33. An apparatus for conditioning a billet for extrusion according to claim
14 wherein said cooling means comprises first and second spray rings
spaced axially from each other to direct the cooling fluid on to the
billet in a circular band.
34. An apparatus for conditioning a billet for extrusion according to claim
33 wherein said cooling means further comprises means to vary the axial
spacing between said first and second spray rings.

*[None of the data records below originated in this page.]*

/// Generate the chainable builder methods for a type that owns a
/// [`PendingQuery`](crate::builder::PendingQuery).
///
/// Usage:
/// ```ignore
/// impl_builder_methods!(Database<C: DbClient>, pending_mut);
/// ```
///
/// `$pending` names a `fn(&mut self) -> &mut PendingQuery` accessor on the type.
macro_rules! impl_builder_methods {
    ($ty:ident $(< $gen:ident : $bound:path >)?, $pending:ident) => {
        impl $(< $gen: $bound >)? $ty $(< $gen >)? {
            /// Append an `AND` condition `field = operand`.
            ///
            /// Pass [`op`](crate::op) to compare with another operator.
            pub fn and_where(
                &mut self,
                field: &str,
                operand: impl Into<$crate::builder::Operand>,
            ) -> &mut Self {
                self.$pending().and_where(field, operand);
                self
            }

            /// Append an `AND` condition with an explicit operator.
            pub fn and_where_op(
                &mut self,
                field: &str,
                operator: $crate::builder::Operator,
                operand: impl Into<$crate::builder::Operand>,
            ) -> &mut Self {
                self.$pending().and_where_op(field, operator, operand);
                self
            }

            /// Append an `OR` condition `field = operand`.
            pub fn or_where(
                &mut self,
                field: &str,
                operand: impl Into<$crate::builder::Operand>,
            ) -> &mut Self {
                self.$pending().or_where(field, operand);
                self
            }

            /// Append an `OR` condition with an explicit operator.
            pub fn or_where_op(
                &mut self,
                field: &str,
                operator: $crate::builder::Operator,
                operand: impl Into<$crate::builder::Operand>,
            ) -> &mut Self {
                self.$pending().or_where_op(field, operator, operand);
                self
            }

            /// Append a raw `AND` condition whose `?` placeholders bind `params`.
            pub fn where_raw(
                &mut self,
                sql: &str,
                params: &[$crate::value::Value],
            ) -> &mut Self {
                self.$pending().where_raw(sql, params);
                self
            }

            /// Append a raw `OR` condition whose `?` placeholders bind `params`.
            pub fn or_where_raw(
                &mut self,
                sql: &str,
                params: &[$crate::value::Value],
            ) -> &mut Self {
                self.$pending().or_where_raw(sql, params);
                self
            }

            /// Add a JOIN; `join_type` is one of `""`, `LEFT`, `RIGHT`, `INNER`,
            /// `FULL`, `LEFT OUTER`, `RIGHT OUTER`, `FULL OUTER`, `CROSS`.
            pub fn join(
                &mut self,
                target: impl Into<$crate::builder::JoinTarget>,
                condition: &str,
                join_type: &str,
            ) -> $crate::error::OrmResult<&mut Self> {
                self.$pending().join(target, condition, join_type)?;
                Ok(self)
            }

            /// Add an ORDER BY field; `direction` is `ASC` or `DESC`.
            pub fn order_by(
                &mut self,
                field: &str,
                direction: &str,
            ) -> $crate::error::OrmResult<&mut Self> {
                self.$pending().order_by(field, direction)?;
                Ok(self)
            }

            /// Order by the position of `field` in a custom value list.
            pub fn order_by_values(
                &mut self,
                field: &str,
                direction: &str,
                values: &[&str],
            ) -> $crate::error::OrmResult<&mut Self> {
                self.$pending().order_by_values(field, direction, values)?;
                Ok(self)
            }

            pub fn group_by(&mut self, field: &str) -> &mut Self {
                self.$pending().group_by(field);
                self
            }

            /// Add a statement option (`DISTINCT`, `FOR UPDATE`, `IGNORE`, ...).
            pub fn set_query_option(&mut self, name: &str) -> $crate::error::OrmResult<&mut Self> {
                self.$pending().set_query_option(name)?;
                Ok(self)
            }

            pub fn set_query_options(
                &mut self,
                names: &[&str],
            ) -> $crate::error::OrmResult<&mut Self> {
                self.$pending().set_query_options(names)?;
                Ok(self)
            }

            /// Fill the total row count (ignoring LIMIT) on the next SELECT.
            pub fn with_total_count(&mut self) -> &mut Self {
                self.$pending().with_total_count();
                self
            }

            /// Caller description recorded in the trace of the next terminal call.
            pub fn label(&mut self, text: impl Into<String>) -> &mut Self {
                self.$pending().label(text);
                self
            }

            /// Record the calling source location as the trace label.
            #[track_caller]
            pub fn trace_caller(&mut self) -> &mut Self {
                let location = std::panic::Location::caller();
                self.$pending()
                    .label(format!("file \"{}\" line #{}", location.file(), location.line()));
                self
            }
        }
    };
}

35. An apparatus for conditioning a billet for extrusion according to claim
14 wherein billet moving means comprises a frame having a guide beam
supported above the conveyor and the cooling means further comprises an
end cooling means for directing cooling fluid against the end of the
billet, and means including a mounting means for supporting the end
cooling means from the guide beam.
36. An apparatus for conditioning a billet for extrusion according to claim
35 wherein the cooling means further comprises a spray ring which has a
radial opening to permit passage therethrough of the mounting means for
the end cooling means.
37. An apparatus for conditioning a billet for extrusion according to claim
35 wherein the billet moving means further comprises guide rails for
supporting the billet as it moves through a portion of the cooling means.
Description
TECHNICAL FIELD
This invention relates to billet conditioning for aluminum extrusion
operations and, more particularly, to a solutionizing taper quench for
such billets.
BACKGROUND OF THE INVENTION
The quality of an extrusion of an aluminum billet is dependent upon, among
other things, the temperature of the billet during the extrusion operation
and the speed with which the extrusion operation proceeds. Generally, it
is known that as the temperature of the billet immediately prior to
extrusion increases, the speed with which the extrusion process may
proceed decreases. However, the lower temperature may also result in
defects in the extruded product as a result of the hard and brittle MgSi
phases within the aluminum matrix. Obviously, it is most desirable to
maximize the extrusion speed to increase the productivity of the extrusion
apparatus. However, the extrusion speed is limited by the temperature of
the billet and the existence of hard incipient phases in the matrix. As
described in an article by Oddvin Reiso entitled, "The Effect of Billet
Preheating Practice on Extrudability of AlMgSi Alloys," published in the
1988 Proceedings of the Fourth Intermediate Aluminum Extrusion Technology
Seminar, defects in the extruded billet can be minimized by heating an
AlMgSi billet above the solutionizing temperature to dissolve any MgSi
phases contained within the aluminum matrix prior to extrusion.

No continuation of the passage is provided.